__Exercise brief__: Lines of the listing below that contain the string "super" are to be returned.
# # # # #
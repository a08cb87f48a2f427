//! Batch execution of setup steps.
//!
//! A batch runs in two phases: the gating step (`configure-endpoint`) alone,
//! then every other requested step concurrently on a `JoinSet`. An endpoint
//! passed with the batch adds the gating step when it was not requested.
//! Step errors are turned into outcomes and persisted; the batch itself
//! never fails.

use std::collections::HashMap;
use std::sync::Arc;

use chrono::Utc;
use tokio::task::JoinSet;
use tracing::{info, warn};

use super::context::SetupContext;
use super::steps;
use super::types::{BatchReport, FailureReason, SetupInputs, StepId, StepOutcome, StepReport};
use crate::core::state::{LAST_SETUP_FLAG, StepState, StepStatus};

pub async fn run_steps(
    ctx: Arc<SetupContext>,
    requested: &[StepId],
    inputs: &SetupInputs,
) -> BatchReport {
    let requested = &with_implied_steps(requested, inputs);
    let inputs = Arc::new(inputs.clone());
    let mut outcomes: HashMap<StepId, StepOutcome> = HashMap::new();

    let (gates, parallel): (Vec<StepId>, Vec<StepId>) =
        requested.iter().copied().partition(|s| s.is_gate());

    for gate in gates {
        let outcome = run_step(&ctx, gate, &inputs).await;
        let failed = !outcome.success();
        outcomes.insert(gate, outcome);
        if failed {
            warn!("{} failed; remaining steps were not started", gate.as_str());
            for step in &parallel {
                outcomes.insert(*step, StepOutcome::Blocked { by: gate });
            }
            return collect(requested, outcomes);
        }
    }

    let mut set = JoinSet::new();
    for step in parallel.iter().copied() {
        let ctx = ctx.clone();
        let inputs = inputs.clone();
        set.spawn(async move {
            let outcome = run_step(&ctx, step, &inputs).await;
            (step, outcome)
        });
    }

    while let Some(res) = set.join_next().await {
        match res {
            Ok((step, outcome)) => {
                outcomes.insert(step, outcome);
            }
            Err(e) => warn!("setup step task aborted: {}", e),
        }
    }

    for step in &parallel {
        if !outcomes.contains_key(step) {
            let outcome = StepOutcome::Failed {
                message: "step terminated unexpectedly".to_string(),
                reason: FailureReason::Io,
            };
            persist(&ctx, *step, &outcome).await;
            outcomes.insert(*step, outcome);
        }
    }

    if let Err(e) = ctx
        .state
        .update(|doc| doc.set_flag(LAST_SETUP_FLAG, Utc::now().to_rfc3339()))
        .await
    {
        warn!("failed to record setup timestamp: {}", e);
    }

    collect(requested, outcomes)
}

/// Prepends `configure-endpoint` when an endpoint is given without it.
fn with_implied_steps(requested: &[StepId], inputs: &SetupInputs) -> Vec<StepId> {
    let mut steps = requested.to_vec();
    if inputs.endpoint.is_some() && !steps.contains(&StepId::ConfigureEndpoint) {
        steps.insert(0, StepId::ConfigureEndpoint);
    }
    steps
}

fn collect(requested: &[StepId], mut outcomes: HashMap<StepId, StepOutcome>) -> BatchReport {
    let reports = requested
        .iter()
        .filter_map(|step| {
            outcomes.remove(step).map(|outcome| StepReport {
                step: *step,
                outcome,
            })
        })
        .collect();
    BatchReport { reports }
}

async fn run_step(ctx: &SetupContext, step: StepId, inputs: &SetupInputs) -> StepOutcome {
    if let Err(e) = ctx
        .state
        .record_step(StepStatus::new(step.as_str(), StepState::Running))
        .await
    {
        warn!("failed to mark {} as running: {}", step.as_str(), e);
    }

    let result = match step {
        StepId::ConfigureEndpoint => steps::configure_endpoint(ctx, inputs).await,
        StepId::HeartbeatFile => steps::heartbeat_file(ctx).await,
        StepId::ScheduleTrigger => steps::schedule_trigger(ctx).await,
        StepId::ActivationWatch => steps::activation_watch(ctx).await,
        StepId::WalletAndRegister => steps::wallet_and_register(ctx, inputs).await,
    };
    let outcome = result.unwrap_or_else(StepOutcome::from_error);

    info!(
        step = step.as_str(),
        status = outcome.state().as_str(),
        "{}",
        outcome.message()
    );
    persist(ctx, step, &outcome).await;
    outcome
}

async fn persist(ctx: &SetupContext, step: StepId, outcome: &StepOutcome) {
    let Some(status) = outcome.to_status(step) else {
        return;
    };
    if let Err(e) = ctx.state.record_step(status).await {
        warn!("failed to persist status of {}: {}", step.as_str(), e);
    }
}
# # # # #
__Task answer__:
use super::context::SetupContext;
use super::steps;
use super::types::{BatchReport, FailureReason, SetupInputs, StepId, StepOutcome, StepReport};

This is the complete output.